*Activity*. Which of the lines in the data mention the string "configuration"? List them all.

── Data in this exercise ──

use serde::{Deserialize, Serialize};
use tracing::instrument;

use super::mention::MentionMatcher;
use crate::domain::entities::{MentionKey, Message, MessageId};
use crate::domain::snapshot::StateSnapshot;

/// Derived thread state for a single message, consumed by context-menu
/// view models.
#[derive(Debug, Clone, PartialEq, Eq, Serialize, Deserialize)]
pub struct ThreadContext {
    /// Canonical thread id for the message.
    pub thread_id: MessageId,
    /// Whether the viewer follows the thread.
    pub is_following: bool,
    /// Whether the viewer was at-mentioned in the thread's root message
    /// before any replies existed.
    pub is_mentioned_in_root: bool,
    /// Number of replies in the thread.
    pub reply_count: u32,
}

impl ThreadContext {
    /// The degenerate context used whenever thread state cannot or should
    /// not be resolved: the message stands for itself.
    #[must_use]
    pub const fn default_for(message_id: MessageId) -> Self {
        Self {
            thread_id: message_id,
            is_following: false,
            is_mentioned_in_root: false,
            reply_count: 0,
        }
    }
}

/// Resolves the thread context of a message against a state snapshot.
pub struct ThreadContextResolver;

impl ThreadContextResolver {
    /// Computes the thread context for `message`.
    ///
    /// Returns [`ThreadContext::default_for`] when thread aggregation is
    /// disabled, the message is system-generated, or the root message is
    /// not present in the snapshot. Absent data degrades to the defaults,
    /// never an error.
    #[must_use]
    #[instrument(level = "trace", skip_all, fields(message_id = %message.id()))]
    pub fn resolve(
        snapshot: &StateSnapshot,
        message: &Message,
        aggregation_enabled: bool,
        viewer_mention_keys: &[MentionKey],
    ) -> ThreadContext {
        if !aggregation_enabled || message.is_system() {
            return ThreadContext::default_for(message.id());
        }

        let Some(root) = snapshot.message(message.thread_root_id()) else {
            return ThreadContext::default_for(message.id());
        };

        let thread = snapshot.thread_or_synthetic(root);

        // The root author may have mentioned the viewer before anyone
        // replied; once replies exist the thread itself carries the state.
        let is_mentioned_in_root = thread.reply_count == 0
            && MentionMatcher::text_mentions_viewer(root.text(), viewer_mention_keys);

        ThreadContext {
            thread_id: thread.id,
            is_following: thread.is_following,
            is_mentioned_in_root,
            reply_count: thread.reply_count,
        }
    }
}
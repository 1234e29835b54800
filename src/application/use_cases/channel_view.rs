//! Channel view use case.

use std::sync::Arc;

use tracing::debug;

use crate::domain::entities::{ChannelId, MessageId, UserId};
use crate::domain::intents::Intent;
use crate::domain::ports::IntentSink;
use crate::domain::services::{VisibleWindowSelector, WindowQuery, WindowSelection};
use crate::domain::snapshot::StateSnapshot;

/// Opens channel views and forwards the side effects the pure selector
/// only reports: the initial fetch on first load, and read-marker updates.
#[derive(Clone)]
pub struct ChannelViewUseCase {
    sink: Arc<dyn IntentSink>,
}

impl ChannelViewUseCase {
    /// Creates a new channel view use case.
    #[must_use]
    pub const fn new(sink: Arc<dyn IntentSink>) -> Self {
        Self { sink }
    }

    /// Selects the visible window and triggers a fetch of the newest
    /// messages when the channel has never been loaded.
    #[must_use]
    pub fn open(&self, snapshot: &StateSnapshot, query: &WindowQuery) -> WindowSelection {
        let selection = VisibleWindowSelector::select(snapshot, query);

        if selection.is_first_load {
            debug!(channel_id = %query.channel_id, "first load, requesting newest messages");
            self.sink.dispatch(Intent::LoadNewestMessages {
                channel_id: query.channel_id,
            });
        }

        selection
    }

    /// Records that the viewer is looking at the channel and marks it read.
    pub fn viewed(&self, channel_id: impl Into<ChannelId>) {
        let channel_id = channel_id.into();
        self.sink.dispatch(Intent::MarkChannelViewed { channel_id });
        self.sink.dispatch(Intent::MarkChannelRead { channel_id });
    }

    /// Starts or stops following a thread on behalf of the viewer.
    pub fn set_thread_follow(
        &self,
        viewer_id: impl Into<UserId>,
        thread_id: impl Into<MessageId>,
        following: bool,
    ) {
        self.sink.dispatch(Intent::FollowThread {
            viewer_id: viewer_id.into(),
            thread_id: thread_id.into(),
            following,
        });
    }
}
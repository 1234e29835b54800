//! Client configuration values.

use serde::{Deserialize, Serialize};

/// Server-side switch for thread aggregation.
#[derive(Debug, Clone, Copy, PartialEq, Eq, Default, Serialize, Deserialize)]
#[serde(rename_all = "snake_case")]
pub enum CollapsedThreadsSetting {
    /// Thread aggregation is unavailable.
    Disabled,
    /// Available, off unless the viewer opts in.
    #[default]
    DefaultOff,
    /// Available, on unless the viewer opts out.
    DefaultOn,
    /// Forced on for everyone.
    AlwaysOn,
}

/// Client configuration, as provided by the server.
#[derive(Debug, Clone, PartialEq, Eq, Serialize, Deserialize)]
pub struct ClientConfig {
    /// Thread aggregation availability.
    #[serde(default)]
    pub collapsed_threads: CollapsedThreadsSetting,
    /// Seconds after creation during which a message stays editable.
    /// `None` means no limit.
    #[serde(default)]
    pub post_edit_time_limit: Option<i64>,
}

impl Default for ClientConfig {
    fn default() -> Self {
        Self {
            collapsed_threads: CollapsedThreadsSetting::DefaultOff,
            post_edit_time_limit: None,
        }
    }
}

impl ClientConfig {
    /// Resolves whether thread aggregation is enabled for a viewer with
    /// the given preference.
    #[must_use]
    pub fn collapsed_threads_enabled(&self, viewer_preference: Option<bool>) -> bool {
        match self.collapsed_threads {
            CollapsedThreadsSetting::Disabled => false,
            CollapsedThreadsSetting::AlwaysOn => true,
            CollapsedThreadsSetting::DefaultOff => viewer_preference.unwrap_or(false),
            CollapsedThreadsSetting::DefaultOn => viewer_preference.unwrap_or(true),
        }
    }
}
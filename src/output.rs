//! NDJSON record output.
//!
//! The reader hands records to a [`ChannelSink`](crate::reader::sink::ChannelSink);
//! [`write_records`] drains the receiving half on its own task so a slow
//! consumer of the output never stalls the pipe.

use chrono::{DateTime, Utc};
use serde::Serialize;
use tokio::io::{AsyncWrite, AsyncWriteExt};
use tokio::sync::mpsc;
use tracing::debug;

use crate::models::ControlPointRecord;
use crate::{AppError, Result};

/// One output line: the record plus the time it was written out.
#[derive(Debug, Clone, Serialize)]
pub struct RecordLine {
    /// The parsed record, flattened into the line.
    #[serde(flatten)]
    pub record: ControlPointRecord,
    /// Time the record left the tap.
    pub received_at: DateTime<Utc>,
}

impl RecordLine {
    /// Stamp `record` with the current time.
    #[must_use]
    pub fn now(record: ControlPointRecord) -> Self {
        Self {
            record,
            received_at: Utc::now(),
        }
    }
}

/// Write every record from `records` to `writer` as one JSON line each.
///
/// Returns the number of lines written once the channel closes, which
/// happens when the reader task exits and drops its sink.
///
/// # Errors
///
/// Returns `AppError::Io` if a write fails (for example, the consumer
/// closed the output). Records still queued at that point are dropped.
pub async fn write_records<W>(
    mut writer: W,
    mut records: mpsc::UnboundedReceiver<ControlPointRecord>,
) -> Result<u64>
where
    W: AsyncWrite + Unpin,
{
    let mut written = 0_u64;

    while let Some(record) = records.recv().await {
        let mut bytes = serde_json::to_vec(&RecordLine::now(record))
            .map_err(|err| AppError::Io(format!("failed to serialise record: {err}")))?;
        bytes.push(b'\n');

        writer
            .write_all(&bytes)
            .await
            .map_err(|err| AppError::Io(format!("record output closed: {err}")))?;
        writer
            .flush()
            .await
            .map_err(|err| AppError::Io(format!("record output closed: {err}")))?;
        written += 1;
    }

    debug!(written, "record channel closed, output finished");
    Ok(written)
}
//! Named-pipe transport for the monitored executable's log stream.
//!
//! The executable writes text lines into a pipe that this process owns.
//! Unix hosts use a FIFO node in the temp directory; Windows hosts use a
//! Win32 named-pipe server. Both live behind the [`PipeTransport`] trait so
//! the reader loop never branches on the platform.
//!
//! ## Lifecycle
//!
//! 1. [`create_endpoint`] allocates a per-process name and creates the
//!    endpoint. This must happen before the executable is launched.
//! 2. [`PipeTransport::await_connection`] waits for the writer (Windows
//!    only; a no-op on FIFOs).
//! 3. [`PipeTransport::read_chunk`] yields data until the writer goes away.
//! 4. [`PipeTransport::reset`] reopens the endpoint for the next writer.
//! 5. [`PipeTransport::close`] releases it.

#[cfg(unix)]
pub mod fifo;
#[cfg(windows)]
pub mod named_pipe;

use std::future::Future;
use std::pin::Pin;

use bytes::Bytes;

use crate::{AppError, Result};

/// Boxed future returned by [`PipeTransport`] operations.
pub type TransportFuture<'a, T> = Pin<Box<dyn Future<Output = Result<T>> + Send + 'a>>;

/// Identity and connection state of a pipe endpoint.
#[derive(Debug, Clone, PartialEq, Eq)]
pub struct PipeEndpoint {
    /// Platform address handed to the writer (FIFO path or `\\.\pipe\…`).
    pub name: String,
    /// Whether a writer is currently attached.
    pub connected: bool,
}

impl PipeEndpoint {
    /// A freshly created, unconnected endpoint.
    #[must_use]
    pub fn new(name: impl Into<String>) -> Self {
        Self {
            name: name.into(),
            connected: false,
        }
    }
}

/// Result of a single [`PipeTransport::read_chunk`] call.
#[derive(Debug, Clone, PartialEq, Eq)]
pub enum ReadOutcome {
    /// Raw bytes from the writer. May hold a partial line.
    Data(Bytes),
    /// The writer closed its end of the pipe.
    Disconnected,
}

/// Uniform interface over the platform pipe mechanisms.
///
/// A transport is owned by exactly one reader task and is never shared.
pub trait PipeTransport: Send {
    /// Current endpoint identity and connection state.
    fn endpoint(&self) -> &PipeEndpoint;

    /// Wait until a writer attaches to the endpoint.
    ///
    /// FIFO transports return immediately: the first read waits for a
    /// writer on its own.
    ///
    /// # Errors
    ///
    /// Returns `AppError::TransportRead` if the wait fails, or
    /// `AppError::TransportCreation` if the endpoint is closed.
    fn await_connection(&mut self) -> TransportFuture<'_, ()>;

    /// Wait for the next available bytes.
    ///
    /// FIFO transports yield one line per call (newline included). Server
    /// transports yield arbitrary chunks which the caller splits into lines.
    ///
    /// # Errors
    ///
    /// Returns `AppError::TransportRead` on I/O failure. The caller is
    /// expected to [`reset`](Self::reset) and continue.
    fn read_chunk(&mut self) -> TransportFuture<'_, ReadOutcome>;

    /// Drop the current handle and reopen the endpoint for a new writer.
    ///
    /// # Errors
    ///
    /// Returns `AppError::TransportCreation` if the endpoint cannot be
    /// reopened.
    fn reset(&mut self) -> Result<()>;

    /// Release the OS resource. Calling this more than once is a no-op.
    fn close(&mut self);
}

/// Derive the per-process endpoint name from `base_name`.
///
/// The process id is appended so that concurrent or repeated runs do not
/// collide.
///
/// # Errors
///
/// Returns `AppError::TransportCreation` if `base_name` is empty or contains
/// a path separator.
pub fn endpoint_name(base_name: &str) -> Result<String> {
    let base = base_name.trim();
    if base.is_empty() {
        return Err(AppError::TransportCreation(
            "pipe base name must not be empty".into(),
        ));
    }
    if base.contains(['/', '\\']) || base.contains('\0') {
        return Err(AppError::TransportCreation(format!(
            "pipe base name '{base}' must not contain path separators"
        )));
    }
    Ok(format!("{base}-{}", std::process::id()))
}

/// Create the platform endpoint for `base_name`.
///
/// Must be called from within a tokio runtime.
///
/// # Errors
///
/// Returns `AppError::TransportCreation` if the name is invalid or the OS
/// refuses to create the endpoint.
pub fn create_endpoint(base_name: &str) -> Result<Box<dyn PipeTransport>> {
    let name = endpoint_name(base_name)?;

    #[cfg(unix)]
    {
        let transport = fifo::FifoTransport::create(std::env::temp_dir().join(name))?;
        Ok(Box::new(transport))
    }

    #[cfg(windows)]
    {
        let transport = named_pipe::NamedPipeTransport::create(&name)?;
        Ok(Box::new(transport))
    }

    #[cfg(not(any(unix, windows)))]
    {
        Err(AppError::TransportCreation(format!(
            "no pipe transport for this platform (requested '{name}')"
        )))
    }
}
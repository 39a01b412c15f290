//! Integration tests for the background log reader loop.
//!
//! Drives [`LogReader`] over a scripted transport to cover:
//! - record ordering across chunk boundaries
//! - unterminated last lines flushed on disconnect, dropped on read errors
//! - recovery after read, connect and reset failures
//! - giving up once the retry policy is exhausted
//! - cancellation while blocked on a read

use std::sync::{Arc, Mutex};

use ctrlpoint_tap::reader::sink::ChannelSink;
use ctrlpoint_tap::{AppError, ControlPointRecord, LogReader, ReaderState, RecordParser};
use tokio::time::timeout;
use tokio_util::sync::CancellationToken;

use super::test_helpers::{fast_policy, ScriptedTransport, Step, TEST_TIMEOUT};

async fn wait_for_state(
    rx: &mut tokio::sync::watch::Receiver<ReaderState>,
    wanted: ReaderState,
) {
    timeout(TEST_TIMEOUT, rx.wait_for(|s| *s == wanted))
        .await
        .expect("state reached in time")
        .expect("state channel open");
}

#[tokio::test]
async fn records_reach_sink_in_stream_order() {
    let (transport, _log) = ScriptedTransport::boxed([
        Step::Data("[INFO] boot\nctrlpoint x=1 y=2 z=3 i=0.5\nnoise\nctrlpoint x=4 y="),
        Step::Data("5 z=6 intensity=0.9\n[INFO] heartbeat\n"),
    ]);
    let (sink, mut rx) = ChannelSink::channel();
    let handle = LogReader::new(transport, RecordParser::new(), sink, fast_policy(0))
        .spawn(CancellationToken::new());

    let first = timeout(TEST_TIMEOUT, rx.recv()).await.unwrap().unwrap();
    let second = timeout(TEST_TIMEOUT, rx.recv()).await.unwrap().unwrap();
    assert_eq!(first, ControlPointRecord::new(1.0, 2.0, 3.0, 0.5));
    assert_eq!(second, ControlPointRecord::new(4.0, 5.0, 6.0, 0.9));

    let summary = handle.shutdown().await.expect("clean stop");
    assert_eq!(summary.lines_read, 5);
    assert_eq!(summary.records_emitted, 2);
    assert_eq!(summary.read_errors, 0);
}

#[tokio::test]
async fn closure_sink_sees_every_matching_line() {
    let seen: Arc<Mutex<Vec<ControlPointRecord>>> = Arc::default();
    let sink = {
        let seen = Arc::clone(&seen);
        move |record: ControlPointRecord| seen.lock().unwrap().push(record)
    };
    let (transport, _log) = ScriptedTransport::boxed([
        Step::Data("x=1 y=1 z=1 i=1\nskip\nx=2 y=2 z=2 i=2\nx=3 y=3 z=3 i=3\n"),
    ]);

    let handle = LogReader::new(transport, RecordParser::new(), sink, fast_policy(0))
        .spawn(CancellationToken::new());
    timeout(TEST_TIMEOUT, async {
        while seen.lock().unwrap().len() < 3 {
            tokio::time::sleep(std::time::Duration::from_millis(1)).await;
        }
    })
    .await
    .expect("records delivered in time");

    let summary = handle.shutdown().await.expect("clean stop");
    assert_eq!(summary.records_emitted, 3);
    assert_eq!(summary.lines_read, 4);

    let xs: Vec<f64> = seen.lock().unwrap().iter().map(|r| r.x).collect();
    assert_eq!(xs, vec![1.0, 2.0, 3.0]);
}

#[tokio::test]
async fn unterminated_last_line_is_parsed_on_disconnect() {
    let (transport, log) = ScriptedTransport::boxed([
        Step::Data("x=1 y=2 z=3 i=4\nx=5 y=6 z=7 i=8"),
        Step::Disconnect,
    ]);
    let (sink, mut rx) = ChannelSink::channel();
    let handle = LogReader::new(transport, RecordParser::new(), sink, fast_policy(0))
        .spawn(CancellationToken::new());

    let first = timeout(TEST_TIMEOUT, rx.recv()).await.unwrap().unwrap();
    let second = timeout(TEST_TIMEOUT, rx.recv()).await.unwrap().unwrap();
    assert_eq!(first, ControlPointRecord::new(1.0, 2.0, 3.0, 4.0));
    assert_eq!(second, ControlPointRecord::new(5.0, 6.0, 7.0, 8.0));

    let summary = handle.shutdown().await.expect("clean stop");
    assert_eq!(summary.lines_read, 2);
    assert_eq!(summary.records_emitted, 2);
    assert_eq!(log.lock().unwrap().resets, 1);
}

#[tokio::test]
async fn partial_line_is_dropped_after_read_error() {
    let (transport, log) = ScriptedTransport::boxed([
        Step::Data("ctrlpoint x=1 y=2 z=3 i=9"),
        Step::ReadError,
        Step::Data("\nctrlpoint x=7 y=8 z=9 i=1\n"),
    ]);
    let (sink, mut rx) = ChannelSink::channel();
    let handle = LogReader::new(transport, RecordParser::new(), sink, fast_policy(0))
        .spawn(CancellationToken::new());

    let record = timeout(TEST_TIMEOUT, rx.recv()).await.unwrap().unwrap();
    assert_eq!(record, ControlPointRecord::new(7.0, 8.0, 9.0, 1.0));

    let summary = handle.shutdown().await.expect("clean stop");
    assert_eq!(summary.records_emitted, 1);
    assert_eq!(summary.read_errors, 1);
    assert_eq!(log.lock().unwrap().resets, 1);
    assert!(rx.try_recv().is_err());
}

#[tokio::test]
async fn reader_recovers_after_read_error() {
    let (transport, log) = ScriptedTransport::boxed([
        Step::Data("x=1 y=1 z=1 i=1\n"),
        Step::ReadError,
        Step::Data("x=2 y=2 z=2 i=2\n"),
    ]);
    let (sink, mut rx) = ChannelSink::channel();
    let handle = LogReader::new(transport, RecordParser::new(), sink, fast_policy(0))
        .spawn(CancellationToken::new());

    let first = timeout(TEST_TIMEOUT, rx.recv()).await.unwrap().unwrap();
    let second = timeout(TEST_TIMEOUT, rx.recv()).await.unwrap().unwrap();
    assert_eq!(first.x, 1.0);
    assert_eq!(second.x, 2.0);

    let summary = handle.shutdown().await.expect("clean stop");
    assert_eq!(summary.read_errors, 1);
    assert_eq!(summary.reconnects, 1);
    assert_eq!(log.lock().unwrap().connects, 2);
}

#[tokio::test]
async fn idle_disconnect_reopens_endpoint() {
    let (transport, log) = ScriptedTransport::boxed([
        Step::Disconnect,
        Step::Disconnect,
        Step::Data("x=5 y=5 z=5 i=5\n"),
    ]);
    let (sink, mut rx) = ChannelSink::channel();
    let handle = LogReader::new(transport, RecordParser::new(), sink, fast_policy(1))
        .spawn(CancellationToken::new());

    let record = timeout(TEST_TIMEOUT, rx.recv()).await.unwrap().unwrap();
    assert_eq!(record.z, 5.0);

    // Disconnects are not failures, so the one-failure limit never trips.
    let summary = handle.shutdown().await.expect("clean stop");
    assert_eq!(summary.reconnects, 2);
    assert_eq!(summary.read_errors, 0);
    assert_eq!(log.lock().unwrap().resets, 2);
}

#[tokio::test]
async fn later_connect_failure_is_retried() {
    let (transport, _log) = ScriptedTransport::boxed([
        Step::Data("x=1 y=0 z=0 i=0\n"),
        Step::Disconnect,
        Step::ConnectError,
        Step::Data("x=2 y=0 z=0 i=0\n"),
    ]);
    let (sink, mut rx) = ChannelSink::channel();
    let handle = LogReader::new(transport, RecordParser::new(), sink, fast_policy(0))
        .spawn(CancellationToken::new());

    for expected in [1.0, 2.0] {
        let record = timeout(TEST_TIMEOUT, rx.recv()).await.unwrap().unwrap();
        assert_eq!(record.x, expected);
    }

    let summary = handle.shutdown().await.expect("clean stop");
    assert_eq!(summary.read_errors, 1);
    assert_eq!(summary.reconnects, 2);
}

#[tokio::test]
async fn first_connect_failure_fails_reader() {
    let (transport, log) = ScriptedTransport::boxed([Step::ConnectError]);
    let (sink, _rx) = ChannelSink::channel();
    let handle = LogReader::new(transport, RecordParser::new(), sink, fast_policy(0))
        .spawn(CancellationToken::new());
    let mut state = handle.subscribe();

    let err = timeout(TEST_TIMEOUT, handle.join())
        .await
        .expect("reader exits")
        .expect_err("reader fails");
    assert!(matches!(err, AppError::TransportRead(_)));
    assert_eq!(*state.borrow_and_update(), ReaderState::Failed);

    let log = log.lock().unwrap();
    assert_eq!(log.resets, 0);
    assert_eq!(log.closes, 1);
}

#[tokio::test]
async fn reader_gives_up_after_consecutive_failures() {
    let (transport, log) = ScriptedTransport::boxed([
        Step::ReadError,
        Step::ReadError,
        Step::ReadError,
        Step::Data("x=1 y=1 z=1 i=1\n"),
    ]);
    let (sink, mut rx) = ChannelSink::channel();
    let handle = LogReader::new(transport, RecordParser::new(), sink, fast_policy(3))
        .spawn(CancellationToken::new());

    let err = timeout(TEST_TIMEOUT, handle.join())
        .await
        .expect("reader exits")
        .expect_err("retry limit reached");
    assert!(err.to_string().contains("3 consecutive failures"), "{err}");
    assert!(rx.try_recv().is_err());

    let log = log.lock().unwrap();
    assert_eq!(log.resets, 2);
    assert_eq!(log.closes, 1);
}

#[tokio::test]
async fn reset_failures_count_toward_limit() {
    let (transport, log) =
        ScriptedTransport::boxed([Step::ReadError, Step::ResetError, Step::ResetError]);
    let (sink, _rx) = ChannelSink::channel();
    let handle = LogReader::new(transport, RecordParser::new(), sink, fast_policy(2))
        .spawn(CancellationToken::new());

    let err = timeout(TEST_TIMEOUT, handle.join())
        .await
        .expect("reader exits")
        .expect_err("retry limit reached");
    assert!(matches!(err, AppError::TransportRead(_)));
    assert_eq!(log.lock().unwrap().resets, 1);
}

#[tokio::test]
async fn failed_reset_is_retried_until_endpoint_reopens() {
    let (transport, log) = ScriptedTransport::boxed([
        Step::ReadError,
        Step::ResetError,
        Step::Data("x=3 y=2 z=1 i=0.5\n"),
    ]);
    let (sink, mut rx) = ChannelSink::channel();
    let handle = LogReader::new(transport, RecordParser::new(), sink, fast_policy(0))
        .spawn(CancellationToken::new());

    let record = timeout(TEST_TIMEOUT, rx.recv()).await.unwrap().unwrap();
    assert_eq!(record, ControlPointRecord::new(3.0, 2.0, 1.0, 0.5));
    assert_eq!(handle.state(), ReaderState::Running);

    let summary = handle.shutdown().await.expect("clean stop");
    assert_eq!(summary.read_errors, 2);
    assert_eq!(summary.reconnects, 2);
    assert_eq!(log.lock().unwrap().resets, 2);
}

#[tokio::test]
async fn data_clears_failure_streak() {
    let (transport, _log) = ScriptedTransport::boxed([
        Step::ReadError,
        Step::Data("x=1 y=1 z=1 i=1\n"),
        Step::ReadError,
        Step::Data("x=2 y=2 z=2 i=2\n"),
        Step::ReadError,
        Step::Data("x=3 y=3 z=3 i=3\n"),
    ]);
    let (sink, mut rx) = ChannelSink::channel();
    let handle = LogReader::new(transport, RecordParser::new(), sink, fast_policy(2))
        .spawn(CancellationToken::new());

    for expected in [1.0, 2.0, 3.0] {
        let record = timeout(TEST_TIMEOUT, rx.recv()).await.unwrap().unwrap();
        assert_eq!(record.intensity, expected);
    }

    let summary = handle.shutdown().await.expect("limit never reached");
    assert_eq!(summary.read_errors, 3);
}

#[tokio::test]
async fn cancellation_stops_blocked_reader() {
    let (transport, log) = ScriptedTransport::boxed([]);
    let (sink, _rx) = ChannelSink::channel();
    let cancel = CancellationToken::new();
    let handle =
        LogReader::new(transport, RecordParser::new(), sink, fast_policy(0)).spawn(cancel.clone());
    let mut state = handle.subscribe();
    wait_for_state(&mut state, ReaderState::Running).await;

    cancel.cancel();
    let summary = timeout(TEST_TIMEOUT, handle.join())
        .await
        .expect("reader exits promptly")
        .expect("clean stop");

    assert_eq!(summary.lines_read, 0);
    assert_eq!(*state.borrow_and_update(), ReaderState::Stopped);
    assert_eq!(log.lock().unwrap().closes, 1);
}

#[tokio::test]
async fn dropping_handle_cancels_reader() {
    let (transport, log) = ScriptedTransport::boxed([]);
    let (sink, _rx) = ChannelSink::channel();
    let handle = LogReader::new(transport, RecordParser::new(), sink, fast_policy(0))
        .spawn(CancellationToken::new());
    let mut state = handle.subscribe();
    wait_for_state(&mut state, ReaderState::Running).await;

    drop(handle);

    timeout(TEST_TIMEOUT, state.wait_for(|s| s.is_terminal()))
        .await
        .expect("reader exits")
        .expect("terminal state observed");
    assert_eq!(*state.borrow(), ReaderState::Stopped);
    assert_eq!(log.lock().unwrap().closes, 1);
}

#[tokio::test]
async fn handle_reports_endpoint_name() {
    let (transport, _log) = ScriptedTransport::boxed([]);
    let (sink, _rx) = ChannelSink::channel();
    let handle = LogReader::new(transport, RecordParser::new(), sink, fast_policy(0))
        .spawn(CancellationToken::new());

    assert_eq!(handle.endpoint_name(), "scripted-test-pipe");
    handle.shutdown().await.expect("clean stop");
}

───

*Exercise result*.
//! Client configuration values.
/// Client configuration, as provided by the server.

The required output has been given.